● What you should do
Take every line from the listing below that includes "Result" and copy it.

● Provided records
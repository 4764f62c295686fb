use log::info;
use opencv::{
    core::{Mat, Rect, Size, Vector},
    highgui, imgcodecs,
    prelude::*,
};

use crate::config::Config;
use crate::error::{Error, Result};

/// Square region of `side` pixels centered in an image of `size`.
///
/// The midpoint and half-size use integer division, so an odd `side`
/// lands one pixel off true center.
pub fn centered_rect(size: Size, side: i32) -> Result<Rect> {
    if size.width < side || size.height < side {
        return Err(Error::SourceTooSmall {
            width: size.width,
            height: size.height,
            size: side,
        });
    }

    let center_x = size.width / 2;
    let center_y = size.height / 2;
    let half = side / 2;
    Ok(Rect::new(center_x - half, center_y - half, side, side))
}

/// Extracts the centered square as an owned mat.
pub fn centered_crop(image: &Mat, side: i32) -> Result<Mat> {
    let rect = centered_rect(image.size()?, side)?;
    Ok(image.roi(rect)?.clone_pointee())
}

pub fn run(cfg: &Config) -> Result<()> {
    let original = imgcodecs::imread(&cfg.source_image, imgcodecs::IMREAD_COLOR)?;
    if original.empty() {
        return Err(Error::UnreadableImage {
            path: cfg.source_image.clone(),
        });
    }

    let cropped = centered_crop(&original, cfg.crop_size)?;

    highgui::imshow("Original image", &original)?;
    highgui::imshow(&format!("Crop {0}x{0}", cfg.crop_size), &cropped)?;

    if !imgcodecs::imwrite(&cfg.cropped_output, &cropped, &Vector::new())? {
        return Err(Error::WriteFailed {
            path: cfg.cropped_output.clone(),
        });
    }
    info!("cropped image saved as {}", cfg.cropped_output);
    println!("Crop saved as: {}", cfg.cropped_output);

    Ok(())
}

● Answer to this problem
use crate::error::{Error, Result};
pub fn centered_rect(size: Size, side: i32) -> Result<Rect> {
pub fn centered_crop(image: &Mat, side: i32) -> Result<Mat> {
pub fn run(cfg: &Config) -> Result<()> {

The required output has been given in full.